• [Work request] Would you write out the entries below, every one of them, exactly?

*** Data Section Begins ***

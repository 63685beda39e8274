//! The web form: a single page that posts queries to `/research`.

use std::sync::Arc;

use anyhow::{Context, Result};
use axum::{
    extract::{rejection::JsonRejection, State},
    http::StatusCode,
    response::{Html, IntoResponse, Response},
    routing::{get, post},
    Json, Router,
};
use serde::{Deserialize, Serialize};
use tower_http::cors::CorsLayer;
use tower_http::trace::TraceLayer;
use tracing::{info, instrument, warn};

use ra_core::{ClassifiedError, ResearchPipeline, ResearchResponse};

#[derive(Clone)]
struct AppState {
    pipeline: Arc<ResearchPipeline>,
}

#[derive(Debug, Deserialize)]
pub struct ResearchRequest {
    query: String,
}

#[derive(Debug, Serialize, Deserialize, PartialEq)]
pub struct ErrorBody {
    pub kind: String,
    pub message: String,
    #[serde(skip_serializing_if = "Option::is_none", default)]
    pub raw: Option<String>,
}

enum ApiError {
    Pipeline(ClassifiedError),
    InvalidRequest(JsonRejection),
}

impl ApiError {
    fn status(&self) -> StatusCode {
        match self {
            ApiError::Pipeline(ClassifiedError::EmptyQuery) => StatusCode::BAD_REQUEST,
            ApiError::Pipeline(ClassifiedError::RateLimited { .. }) => StatusCode::TOO_MANY_REQUESTS,
            ApiError::Pipeline(
                ClassifiedError::ApiError { .. }
                | ClassifiedError::UnexpectedOutputShape { .. }
                | ClassifiedError::SchemaValidation { .. },
            ) => StatusCode::BAD_GATEWAY,
            ApiError::InvalidRequest(rejection) => rejection.status(),
        }
    }
}

impl IntoResponse for ApiError {
    fn into_response(self) -> Response {
        let status = self.status();
        let body = match self {
            ApiError::Pipeline(err) => ErrorBody {
                kind: err.kind().to_string(),
                message: err.to_string(),
                raw: err.raw().map(str::to_string),
            },
            ApiError::InvalidRequest(rejection) => ErrorBody {
                kind: "invalid_request".to_string(),
                message: rejection.body_text(),
                raw: None,
            },
        };
        (status, Json(body)).into_response()
    }
}

pub fn router(pipeline: Arc<ResearchPipeline>) -> Router {
    Router::new()
        .route("/", get(index))
        .route("/research", post(research))
        .route("/health", get(health))
        .layer(TraceLayer::new_for_http())
        .layer(CorsLayer::permissive())
        .with_state(AppState { pipeline })
}

pub async fn serve(pipeline: Arc<ResearchPipeline>, bind: &str) -> Result<()> {
    let listener = tokio::net::TcpListener::bind(bind)
        .await
        .with_context(|| format!("Failed to bind {}", bind))?;
    info!(address = %bind, "Research assistant listening");
    eprintln!("Research assistant running on http://{}", bind);

    axum::serve(listener, router(pipeline))
        .await
        .context("Server error")?;
    Ok(())
}

async fn health() -> &'static str {
    "OK"
}

async fn index() -> Html<&'static str> {
    Html(INDEX_HTML)
}

#[instrument(skip(state, payload))]
async fn research(
    State(state): State<AppState>,
    payload: Result<Json<ResearchRequest>, JsonRejection>,
) -> Result<Json<ResearchResponse>, ApiError> {
    let Json(request) = payload.map_err(|rejection| {
        warn!(error = %rejection, "Rejected research request body");
        ApiError::InvalidRequest(rejection)
    })?;

    state
        .pipeline
        .run_query(&request.query)
        .await
        .map(Json)
        .map_err(ApiError::Pipeline)
}

const INDEX_HTML: &str = r#"<!DOCTYPE html>
<html>
<head>
    <meta charset="utf-8">
    <title>AI Research Assistant</title>
    <style>
        body {
            font-family: Arial, sans-serif;
            max-width: 800px;
            margin: 0 auto;
            padding: 20px;
        }
        textarea {
            width: 100%;
            height: 100px;
            padding: 10px;
            box-sizing: border-box;
        }
        button {
            margin-top: 10px;
            padding: 10px 20px;
            background-color: #007bff;
            color: white;
            border: none;
            border-radius: 4px;
            cursor: pointer;
        }
        button:disabled {
            background-color: #6c757d;
        }
        #loading {
            display: none;
            margin-top: 10px;
            color: #555;
        }
        #message {
            display: none;
            margin-top: 20px;
            padding: 10px;
            border-radius: 4px;
            background-color: #fff3cd;
        }
        #message.error {
            background-color: #f8d7da;
        }
        #message pre {
            white-space: pre-wrap;
        }
        #result {
            display: none;
            margin-top: 20px;
        }
    </style>
</head>
<body>
    <h1>AI Research Assistant</h1>
    <label for="query">What can I help you research?</label>
    <textarea id="query" placeholder="e.g. The history of Roman aqueducts"></textarea>
    <button id="search" onclick="runResearch()">Search</button>
    <div id="loading">Researching...</div>
    <div id="message"></div>
    <div id="result">
        <h2>Summary</h2>
        <p id="summary"></p>
        <h2>Sources</h2>
        <ul id="sources"></ul>
        <h2>Tools Used</h2>
        <p id="tools"></p>
    </div>
    <script>
        function showMessage(text, isError, raw) {
            const box = document.getElementById('message');
            box.textContent = text;
            box.className = isError ? 'error' : '';
            if (raw) {
                const pre = document.createElement('pre');
                pre.textContent = raw;
                box.appendChild(pre);
            }
            box.style.display = 'block';
        }

        function showResult(data) {
            document.getElementById('summary').textContent = data.summary;
            const sources = document.getElementById('sources');
            sources.innerHTML = '';
            for (const source of data.sources) {
                const li = document.createElement('li');
                li.textContent = source;
                sources.appendChild(li);
            }
            document.getElementById('tools').textContent = data.tools_used.join(', ');
            document.getElementById('result').style.display = 'block';
        }

        async function runResearch() {
            const query = document.getElementById('query').value;
            document.getElementById('message').style.display = 'none';
            document.getElementById('result').style.display = 'none';

            if (!query.trim()) {
                showMessage('Please enter a query to start research.', false);
                return;
            }

            const button = document.getElementById('search');
            const loading = document.getElementById('loading');
            button.disabled = true;
            loading.style.display = 'block';

            try {
                const response = await fetch('/research', {
                    method: 'POST',
                    headers: { 'Content-Type': 'application/json' },
                    body: JSON.stringify({ query }),
                });
                const data = await response.json();
                if (response.ok) {
                    showResult(data);
                } else {
                    showMessage(data.message, true, data.raw);
                }
            } catch (err) {
                showMessage('Request failed: ' + err, true);
            } finally {
                button.disabled = false;
                loading.style.display = 'none';
            }
        }
    </script>
</body>
</html>
"#;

*** Data Section Ends ***

• [Solution for this task]
repository 63685beda39e8274
//! The web form: a single page that posts queries to `/research`.

use std::sync::Arc;

use anyhow::{Context, Result};
use axum::{
    extract::{rejection::JsonRejection, State},
    http::StatusCode,
    response::{Html, IntoResponse, Response},
    routing::{get, post},
    Json, Router,
};
use serde::{Deserialize, Serialize};
use tower_http::cors::CorsLayer;
use tower_http::trace::TraceLayer;
use tracing::{info, instrument, warn};

use ra_core::{ClassifiedError, ResearchPipeline, ResearchResponse};

#[derive(Clone)]
struct AppState {
    pipeline: Arc<ResearchPipeline>,
}

#[derive(Debug, Deserialize)]
pub struct ResearchRequest {
    query: String,
}

#[derive(Debug, Serialize, Deserialize, PartialEq)]
pub struct ErrorBody {
    pub kind: String,
    pub message: String,
    #[serde(skip_serializing_if = "Option::is_none", default)]
    pub raw: Option<String>,
}

enum ApiError {
    Pipeline(ClassifiedError),
    InvalidRequest(JsonRejection),
}

impl ApiError {
    fn status(&self) -> StatusCode {
        match self {
            ApiError::Pipeline(ClassifiedError::EmptyQuery) => StatusCode::BAD_REQUEST,
            ApiError::Pipeline(ClassifiedError::RateLimited { .. }) => StatusCode::TOO_MANY_REQUESTS,
            ApiError::Pipeline(
                ClassifiedError::ApiError { .. }
                | ClassifiedError::UnexpectedOutputShape { .. }
                | ClassifiedError::SchemaValidation { .. },
            ) => StatusCode::BAD_GATEWAY,
            ApiError::InvalidRequest(rejection) => rejection.status(),
        }
    }
}

impl IntoResponse for ApiError {
    fn into_response(self) -> Response {
        let status = self.status();
        let body = match self {
            ApiError::Pipeline(err) => ErrorBody {
                kind: err.kind().to_string(),
                message: err.to_string(),
                raw: err.raw().map(str::to_string),
            },
            ApiError::InvalidRequest(rejection) => ErrorBody {
                kind: "invalid_request".to_string(),
                message: rejection.body_text(),
                raw: None,
            },
        };
        (status, Json(body)).into_response()
    }
}

pub fn router(pipeline: Arc<ResearchPipeline>) -> Router {
    Router::new()
        .route("/", get(index))
        .route("/research", post(research))
        .route("/health", get(health))
        .layer(TraceLayer::new_for_http())
        .layer(CorsLayer::permissive())
        .with_state(AppState { pipeline })
}

pub async fn serve(pipeline: Arc<ResearchPipeline>, bind: &str) -> Result<()> {
    let listener = tokio::net::TcpListener::bind(bind)
        .await
        .with_context(|| format!("Failed to bind {}", bind))?;
    info!(address = %bind, "Research assistant listening");
    eprintln!("Research assistant running on http://{}", bind);

    axum::serve(listener, router(pipeline))
        .await
        .context("Server error")?;
    Ok(())
}

async fn health() -> &'static str {
    "OK"
}

async fn index() -> Html<&'static str> {
    Html(INDEX_HTML)
}

#[instrument(skip(state, payload))]
async fn research(
    State(state): State<AppState>,
    payload: Result<Json<ResearchRequest>, JsonRejection>,
) -> Result<Json<ResearchResponse>, ApiError> {
    let Json(request) = payload.map_err(|rejection| {
        warn!(error = %rejection, "Rejected research request body");
        ApiError::InvalidRequest(rejection)
    })?;

    state
        .pipeline
        .run_query(&request.query)
        .await
        .map(Json)
        .map_err(ApiError::Pipeline)
}

const INDEX_HTML: &str = r#"<!DOCTYPE html>
<html>
<head>
    <meta charset="utf-8">
    <title>AI Research Assistant</title>
    <style>
        body {
            font-family: Arial, sans-serif;
            max-width: 800px;
            margin: 0 auto;
            padding: 20px;
        }
        textarea {
            width: 100%;
            height: 100px;
            padding: 10px;
            box-sizing: border-box;
        }
        button {
            margin-top: 10px;
            padding: 10px 20px;
            background-color: #007bff;
            color: white;
            border: none;
            border-radius: 4px;
            cursor: pointer;
        }
        button:disabled {
            background-color: #6c757d;
        }
        #loading {
            display: none;
            margin-top: 10px;
            color: #555;
        }
        #message {
            display: none;
            margin-top: 20px;
            padding: 10px;
            border-radius: 4px;
            background-color: #fff3cd;
        }
        #message.error {
            background-color: #f8d7da;
        }
        #message pre {
            white-space: pre-wrap;
        }
        #result {
            display: none;
            margin-top: 20px;
        }
    </style>
</head>
<body>
    <h1>AI Research Assistant</h1>
    <label for="query">What can I help you research?</label>
    <textarea id="query" placeholder="e.g. The history of Roman aqueducts"></textarea>
    <button id="search" onclick="runResearch()">Search</button>
    <div id="loading">Researching...</div>
    <div id="message"></div>
    <div id="result">
        <h2>Summary</h2>
        <p id="summary"></p>
        <h2>Sources</h2>
        <ul id="sources"></ul>
        <h2>Tools Used</h2>
        <p id="tools"></p>
    </div>
    <script>
        function showMessage(text, isError, raw) {
            const box = document.getElementById('message');
            box.textContent = text;
            box.className = isError ? 'error' : '';
            if (raw) {
                const pre = document.createElement('pre');
                pre.textContent = raw;
                box.appendChild(pre);
            }
            box.style.display = 'block';
        }

        function showResult(data) {
            document.getElementById('summary').textContent = data.summary;
            const sources = document.getElementById('sources');
            sources.innerHTML = '';
            for (const source of data.sources) {
                const li = document.createElement('li');
                li.textContent = source;
                sources.appendChild(li);
            }
            document.getElementById('tools').textContent = data.tools_used.join(', ');
            document.getElementById('result').style.display = 'block';
        }

        async function runResearch() {
            const query = document.getElementById('query').value;
            document.getElementById('message').style.display = 'none';
            document.getElementById('result').style.display = 'none';

            if (!query.trim()) {
                showMessage('Please enter a query to start research.', false);
                return;
            }

            const button = document.getElementById('search');
            const loading = document.getElementById('loading');
            button.disabled = true;
            loading.style.display = 'block';

            try {
                const response = await fetch('/research', {
                    method: 'POST',
                    headers: { 'Content-Type': 'application/json' },
                    body: JSON.stringify({ query }),
                });
                const data = await response.json();
                if (response.ok) {
                    showResult(data);
                } else {
                    showMessage(data.message, true, data.raw);
                }
            } catch (err) {
                showMessage('Request failed: ' + err, true);
            } finally {
                button.disabled = false;
                loading.style.display = 'none';
            }
        }
    </script>
</body>
</html>
"#;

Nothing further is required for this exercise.